- Task: In the entries below, tally the lines that contain the string "XmlNamespace", then state that number alone.

BEGIN

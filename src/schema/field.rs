//! References to properties on the wire.
//!
//! Requests address properties with `t:FieldURI`, `t:IndexedFieldURI` or
//! `t:ExtendedFieldURI`; responses use the same elements to blame a
//! property in error payloads.

use crate::common::error::{Error, Result};
use crate::common::xml::{EwsXmlReader, EwsXmlWriter, XmlNamespace, XmlNodeType};
use crate::schema::definition::PropertyDefinition;
use crate::schema::extended::ExtendedPropertyDefinition;
use crate::schema::registry::SchemaRegistry;
use std::fmt;

/// Path to a property, written inside update instructions and shapes.
#[derive(Debug, Clone, Copy)]
pub enum FieldPath<'a> {
    Uri(&'a str),
    /// One entry of a dictionary property
    Indexed { uri: &'a str, index: &'a str },
    Extended(&'a ExtendedPropertyDefinition),
}

impl FieldPath<'_> {
    pub fn write_to_xml(&self, writer: &mut EwsXmlWriter) -> Result<()> {
        match self {
            FieldPath::Uri(uri) => {
                writer.write_start_element(XmlNamespace::Types, "FieldURI");
                writer.write_attribute("FieldURI", uri)?;
                writer.write_end_element()
            },
            FieldPath::Indexed { uri, index } => {
                writer.write_start_element(XmlNamespace::Types, "IndexedFieldURI");
                writer.write_attribute("FieldURI", uri)?;
                writer.write_attribute("FieldIndex", index)?;
                writer.write_end_element()
            },
            FieldPath::Extended(definition) => definition.write_to_xml(writer),
        }
    }
}

/// A property reference read from a response.
#[derive(Debug, Clone)]
pub enum FieldReference {
    /// `FieldURI` or `IndexedFieldURI`
    Property {
        uri: String,
        index: Option<String>,
        /// Schema definition, when the URI is known
        definition: Option<&'static PropertyDefinition>,
    },
    Extended(ExtendedPropertyDefinition),
}

impl FieldReference {
    /// Read the path element under the cursor.
    ///
    /// Returns `None`, after skipping it, for elements that are not paths.
    pub fn read_from_xml(
        reader: &mut EwsXmlReader<'_>,
        registry: &SchemaRegistry,
    ) -> Result<Option<Self>> {
        if reader.node_type() != XmlNodeType::StartElement {
            return Err(Error::Deserialization(format!(
                "Expected a field path element at position {}",
                reader.position()
            )));
        }

        let reference = match (reader.namespace(), reader.local_name()) {
            (XmlNamespace::Types, "FieldURI") | (XmlNamespace::Types, "IndexedFieldURI") => {
                let uri = reader
                    .attribute("FieldURI")
                    .ok_or_else(|| {
                        Error::Deserialization("Field path without FieldURI attribute".to_string())
                    })?
                    .to_string();
                let index = reader.attribute("FieldIndex").map(str::to_string);
                Some(FieldReference::Property {
                    definition: registry.find_property_definition(&uri),
                    uri,
                    index,
                })
            },
            (XmlNamespace::Types, "ExtendedFieldURI") => Some(FieldReference::Extended(
                ExtendedPropertyDefinition::read_attributes(reader)?,
            )),
            _ => None,
        };

        reader.skip_current_element()?;
        Ok(reference)
    }

    /// Schema definition of a `FieldURI` reference.
    pub fn definition(&self) -> Option<&'static PropertyDefinition> {
        match self {
            FieldReference::Property { definition, .. } => *definition,
            FieldReference::Extended(_) => None,
        }
    }

    pub fn extended_definition(&self) -> Option<&ExtendedPropertyDefinition> {
        match self {
            FieldReference::Extended(definition) => Some(definition),
            FieldReference::Property { .. } => None,
        }
    }
}

impl fmt::Display for FieldReference {
    fn fmt(&self, f: &mut fmt::Formatter<'_>) -> fmt::Result {
        match self {
            FieldReference::Property {
                uri,
                index: Some(index),
                ..
            } => write!(f, "{}[{}]", uri, index),
            FieldReference::Property { uri, .. } => f.write_str(uri),
            FieldReference::Extended(definition) => write!(f, "{}", definition),
        }
    }
}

END

- Answer for the task: 5